*** Begin section ***
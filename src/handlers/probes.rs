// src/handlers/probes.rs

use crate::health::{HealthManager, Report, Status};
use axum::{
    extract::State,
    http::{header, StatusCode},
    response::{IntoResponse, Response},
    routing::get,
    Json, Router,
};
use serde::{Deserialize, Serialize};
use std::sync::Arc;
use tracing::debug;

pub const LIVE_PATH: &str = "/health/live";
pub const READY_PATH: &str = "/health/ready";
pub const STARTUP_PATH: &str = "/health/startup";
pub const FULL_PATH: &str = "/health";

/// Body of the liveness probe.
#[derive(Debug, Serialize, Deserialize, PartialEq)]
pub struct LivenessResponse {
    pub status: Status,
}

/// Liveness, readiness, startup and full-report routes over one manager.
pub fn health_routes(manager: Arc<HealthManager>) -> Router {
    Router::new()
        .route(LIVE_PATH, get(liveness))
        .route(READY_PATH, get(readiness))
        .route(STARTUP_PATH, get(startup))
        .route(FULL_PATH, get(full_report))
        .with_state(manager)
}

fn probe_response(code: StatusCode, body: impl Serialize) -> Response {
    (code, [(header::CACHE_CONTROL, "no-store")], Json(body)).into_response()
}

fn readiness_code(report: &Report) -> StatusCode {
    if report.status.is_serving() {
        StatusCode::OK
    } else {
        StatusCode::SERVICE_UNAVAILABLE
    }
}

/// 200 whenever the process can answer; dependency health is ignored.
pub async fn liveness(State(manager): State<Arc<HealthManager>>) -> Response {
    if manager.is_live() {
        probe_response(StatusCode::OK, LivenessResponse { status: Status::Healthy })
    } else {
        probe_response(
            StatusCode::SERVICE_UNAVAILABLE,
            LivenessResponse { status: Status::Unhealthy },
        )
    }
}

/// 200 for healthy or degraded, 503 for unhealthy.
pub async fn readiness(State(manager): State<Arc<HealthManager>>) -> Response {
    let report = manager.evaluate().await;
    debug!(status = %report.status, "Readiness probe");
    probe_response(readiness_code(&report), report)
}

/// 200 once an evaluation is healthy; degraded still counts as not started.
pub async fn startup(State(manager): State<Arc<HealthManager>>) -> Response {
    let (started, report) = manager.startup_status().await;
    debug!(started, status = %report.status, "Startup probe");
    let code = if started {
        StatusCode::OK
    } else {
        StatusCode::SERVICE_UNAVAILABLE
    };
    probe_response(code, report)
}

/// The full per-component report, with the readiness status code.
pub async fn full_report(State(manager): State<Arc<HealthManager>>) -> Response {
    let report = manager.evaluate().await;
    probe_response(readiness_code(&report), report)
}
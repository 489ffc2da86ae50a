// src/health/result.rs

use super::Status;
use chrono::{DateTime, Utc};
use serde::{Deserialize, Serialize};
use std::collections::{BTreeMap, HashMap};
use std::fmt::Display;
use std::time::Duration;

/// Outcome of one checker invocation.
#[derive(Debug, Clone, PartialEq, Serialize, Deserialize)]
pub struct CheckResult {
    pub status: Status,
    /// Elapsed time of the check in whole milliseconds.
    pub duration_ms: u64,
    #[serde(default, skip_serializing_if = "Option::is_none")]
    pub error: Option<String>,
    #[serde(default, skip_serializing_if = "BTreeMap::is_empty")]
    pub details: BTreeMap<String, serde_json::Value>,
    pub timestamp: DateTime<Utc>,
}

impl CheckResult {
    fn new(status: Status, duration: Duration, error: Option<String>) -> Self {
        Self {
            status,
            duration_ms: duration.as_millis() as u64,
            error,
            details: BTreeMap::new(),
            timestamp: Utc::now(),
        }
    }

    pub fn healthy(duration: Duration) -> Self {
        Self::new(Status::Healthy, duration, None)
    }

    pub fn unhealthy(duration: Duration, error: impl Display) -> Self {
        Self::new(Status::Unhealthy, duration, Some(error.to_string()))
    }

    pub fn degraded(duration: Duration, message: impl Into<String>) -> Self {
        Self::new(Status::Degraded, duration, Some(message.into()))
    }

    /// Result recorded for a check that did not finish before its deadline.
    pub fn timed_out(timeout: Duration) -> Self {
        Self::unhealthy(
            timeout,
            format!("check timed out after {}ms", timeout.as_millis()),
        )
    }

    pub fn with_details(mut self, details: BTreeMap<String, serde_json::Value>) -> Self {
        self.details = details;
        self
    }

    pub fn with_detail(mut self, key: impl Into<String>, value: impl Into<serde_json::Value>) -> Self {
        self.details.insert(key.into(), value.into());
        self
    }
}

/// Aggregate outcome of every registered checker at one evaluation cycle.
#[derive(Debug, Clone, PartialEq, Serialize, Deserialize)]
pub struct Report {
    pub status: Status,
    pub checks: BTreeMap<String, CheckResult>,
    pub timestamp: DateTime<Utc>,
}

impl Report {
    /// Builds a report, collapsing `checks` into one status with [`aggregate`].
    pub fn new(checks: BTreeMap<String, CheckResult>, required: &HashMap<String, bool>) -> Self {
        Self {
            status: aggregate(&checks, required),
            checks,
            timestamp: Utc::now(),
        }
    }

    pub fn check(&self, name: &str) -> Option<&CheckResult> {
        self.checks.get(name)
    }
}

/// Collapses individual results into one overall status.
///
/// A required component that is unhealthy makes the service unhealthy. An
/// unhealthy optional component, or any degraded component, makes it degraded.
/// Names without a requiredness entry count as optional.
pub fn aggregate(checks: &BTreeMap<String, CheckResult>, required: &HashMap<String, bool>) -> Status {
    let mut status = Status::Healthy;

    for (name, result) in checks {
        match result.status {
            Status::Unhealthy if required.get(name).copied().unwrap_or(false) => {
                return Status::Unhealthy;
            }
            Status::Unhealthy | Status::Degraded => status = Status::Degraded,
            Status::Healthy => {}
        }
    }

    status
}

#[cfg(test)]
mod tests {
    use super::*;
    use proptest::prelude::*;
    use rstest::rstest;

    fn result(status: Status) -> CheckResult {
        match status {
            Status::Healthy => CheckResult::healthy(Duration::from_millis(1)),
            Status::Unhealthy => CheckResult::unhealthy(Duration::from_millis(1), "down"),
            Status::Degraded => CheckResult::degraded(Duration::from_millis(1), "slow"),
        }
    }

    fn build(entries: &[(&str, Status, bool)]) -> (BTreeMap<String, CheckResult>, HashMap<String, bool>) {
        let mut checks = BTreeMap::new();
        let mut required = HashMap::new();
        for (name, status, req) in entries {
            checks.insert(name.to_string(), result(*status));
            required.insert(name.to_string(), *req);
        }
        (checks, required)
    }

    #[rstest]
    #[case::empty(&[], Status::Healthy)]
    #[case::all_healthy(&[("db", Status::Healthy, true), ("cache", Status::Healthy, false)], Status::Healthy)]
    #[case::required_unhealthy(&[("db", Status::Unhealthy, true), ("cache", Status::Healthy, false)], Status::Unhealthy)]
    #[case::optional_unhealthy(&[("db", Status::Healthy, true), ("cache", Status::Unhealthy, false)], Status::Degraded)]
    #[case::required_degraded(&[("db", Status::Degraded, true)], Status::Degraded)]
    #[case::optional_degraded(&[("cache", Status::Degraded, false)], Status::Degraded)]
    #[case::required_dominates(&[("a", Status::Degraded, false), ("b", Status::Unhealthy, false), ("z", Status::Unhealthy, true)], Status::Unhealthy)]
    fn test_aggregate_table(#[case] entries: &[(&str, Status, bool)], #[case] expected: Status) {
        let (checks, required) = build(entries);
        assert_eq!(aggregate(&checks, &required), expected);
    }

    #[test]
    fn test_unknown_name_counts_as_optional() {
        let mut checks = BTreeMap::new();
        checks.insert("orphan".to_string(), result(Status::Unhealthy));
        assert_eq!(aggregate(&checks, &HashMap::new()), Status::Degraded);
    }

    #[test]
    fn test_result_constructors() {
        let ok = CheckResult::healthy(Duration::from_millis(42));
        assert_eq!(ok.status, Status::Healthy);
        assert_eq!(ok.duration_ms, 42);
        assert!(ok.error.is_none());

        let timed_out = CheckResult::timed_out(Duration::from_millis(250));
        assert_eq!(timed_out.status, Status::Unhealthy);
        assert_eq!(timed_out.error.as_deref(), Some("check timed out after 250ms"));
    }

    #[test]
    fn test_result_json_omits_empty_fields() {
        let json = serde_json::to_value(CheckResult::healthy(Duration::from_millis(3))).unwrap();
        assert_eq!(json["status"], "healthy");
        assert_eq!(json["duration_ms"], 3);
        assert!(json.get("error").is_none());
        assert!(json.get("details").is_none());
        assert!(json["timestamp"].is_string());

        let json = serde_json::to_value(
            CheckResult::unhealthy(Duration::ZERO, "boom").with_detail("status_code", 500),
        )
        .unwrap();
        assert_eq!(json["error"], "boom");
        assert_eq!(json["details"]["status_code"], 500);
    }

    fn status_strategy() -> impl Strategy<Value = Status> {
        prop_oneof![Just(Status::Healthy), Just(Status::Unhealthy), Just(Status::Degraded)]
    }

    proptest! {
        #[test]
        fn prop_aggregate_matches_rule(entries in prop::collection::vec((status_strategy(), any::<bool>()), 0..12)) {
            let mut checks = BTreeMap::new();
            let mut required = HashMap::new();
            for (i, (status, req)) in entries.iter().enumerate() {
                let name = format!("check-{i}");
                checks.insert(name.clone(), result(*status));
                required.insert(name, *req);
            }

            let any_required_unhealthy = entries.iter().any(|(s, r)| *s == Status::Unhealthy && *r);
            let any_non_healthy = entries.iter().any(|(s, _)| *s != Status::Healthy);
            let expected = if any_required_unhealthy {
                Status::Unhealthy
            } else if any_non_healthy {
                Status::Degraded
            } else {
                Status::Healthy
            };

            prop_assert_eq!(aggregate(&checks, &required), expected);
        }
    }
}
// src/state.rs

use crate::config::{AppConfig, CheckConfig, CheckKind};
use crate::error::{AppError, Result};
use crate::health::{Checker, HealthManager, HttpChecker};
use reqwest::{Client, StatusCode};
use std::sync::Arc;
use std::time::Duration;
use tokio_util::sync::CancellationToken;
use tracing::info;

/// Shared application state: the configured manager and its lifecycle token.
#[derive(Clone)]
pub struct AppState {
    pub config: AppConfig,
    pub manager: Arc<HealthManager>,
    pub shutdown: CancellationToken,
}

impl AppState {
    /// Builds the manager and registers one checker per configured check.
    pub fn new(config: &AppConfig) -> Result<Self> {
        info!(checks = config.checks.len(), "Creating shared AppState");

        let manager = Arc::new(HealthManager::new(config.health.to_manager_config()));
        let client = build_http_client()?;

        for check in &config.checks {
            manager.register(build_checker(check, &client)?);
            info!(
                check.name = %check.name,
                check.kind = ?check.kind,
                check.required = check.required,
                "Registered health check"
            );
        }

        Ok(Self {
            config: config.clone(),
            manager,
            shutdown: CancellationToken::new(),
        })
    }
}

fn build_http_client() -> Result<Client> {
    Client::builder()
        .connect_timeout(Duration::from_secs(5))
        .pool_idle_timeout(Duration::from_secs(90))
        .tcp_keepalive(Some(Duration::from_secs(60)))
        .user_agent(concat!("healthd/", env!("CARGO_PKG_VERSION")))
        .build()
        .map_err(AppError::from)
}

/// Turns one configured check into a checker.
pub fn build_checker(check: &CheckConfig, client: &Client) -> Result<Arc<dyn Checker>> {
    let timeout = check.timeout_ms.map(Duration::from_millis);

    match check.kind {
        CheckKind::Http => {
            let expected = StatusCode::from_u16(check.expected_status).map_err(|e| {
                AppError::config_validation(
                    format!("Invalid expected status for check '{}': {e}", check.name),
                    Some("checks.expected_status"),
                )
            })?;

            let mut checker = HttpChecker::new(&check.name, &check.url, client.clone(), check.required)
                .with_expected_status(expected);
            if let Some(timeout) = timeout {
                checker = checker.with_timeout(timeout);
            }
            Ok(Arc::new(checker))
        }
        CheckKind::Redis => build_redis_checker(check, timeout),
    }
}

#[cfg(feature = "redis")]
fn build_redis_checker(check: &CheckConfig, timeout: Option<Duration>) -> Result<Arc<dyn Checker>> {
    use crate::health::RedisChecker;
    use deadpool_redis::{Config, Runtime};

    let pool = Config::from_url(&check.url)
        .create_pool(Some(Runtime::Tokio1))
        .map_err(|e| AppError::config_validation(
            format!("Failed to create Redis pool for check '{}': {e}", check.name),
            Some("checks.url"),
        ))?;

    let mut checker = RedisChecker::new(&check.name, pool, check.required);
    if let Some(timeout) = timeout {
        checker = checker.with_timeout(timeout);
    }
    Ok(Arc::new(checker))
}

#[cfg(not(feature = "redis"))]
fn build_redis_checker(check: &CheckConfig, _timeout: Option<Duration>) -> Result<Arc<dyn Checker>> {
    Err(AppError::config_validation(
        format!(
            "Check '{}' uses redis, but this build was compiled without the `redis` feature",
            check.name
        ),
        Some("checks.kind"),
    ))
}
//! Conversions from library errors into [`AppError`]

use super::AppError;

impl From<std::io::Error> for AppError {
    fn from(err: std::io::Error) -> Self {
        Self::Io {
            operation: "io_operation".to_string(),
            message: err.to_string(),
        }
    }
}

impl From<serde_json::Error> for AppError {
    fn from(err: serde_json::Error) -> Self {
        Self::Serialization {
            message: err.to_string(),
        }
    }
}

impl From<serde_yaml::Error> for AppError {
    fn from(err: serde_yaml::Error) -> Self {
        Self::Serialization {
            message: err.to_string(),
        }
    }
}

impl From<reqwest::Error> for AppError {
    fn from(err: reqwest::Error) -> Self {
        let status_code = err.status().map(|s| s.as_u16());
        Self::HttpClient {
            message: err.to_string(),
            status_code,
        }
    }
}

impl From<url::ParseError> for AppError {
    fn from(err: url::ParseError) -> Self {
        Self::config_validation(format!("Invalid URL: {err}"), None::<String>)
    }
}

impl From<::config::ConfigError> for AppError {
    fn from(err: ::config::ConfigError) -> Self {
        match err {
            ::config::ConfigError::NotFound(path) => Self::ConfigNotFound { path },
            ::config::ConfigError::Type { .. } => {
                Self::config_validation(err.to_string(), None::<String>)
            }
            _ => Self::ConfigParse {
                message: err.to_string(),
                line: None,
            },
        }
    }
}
*** End section ***
From the entries above, return exactly the line containing "pub fn check(&self, name: &str)", the line containing "service unhealthy. An", and all lines between, and nothing else.

**Answer for the task:**
    pub fn check(&self, name: &str) -> Option<&CheckResult> {
        self.checks.get(name)
    }
}

/// Collapses individual results into one overall status.
///
/// A required component that is unhealthy makes the service unhealthy. An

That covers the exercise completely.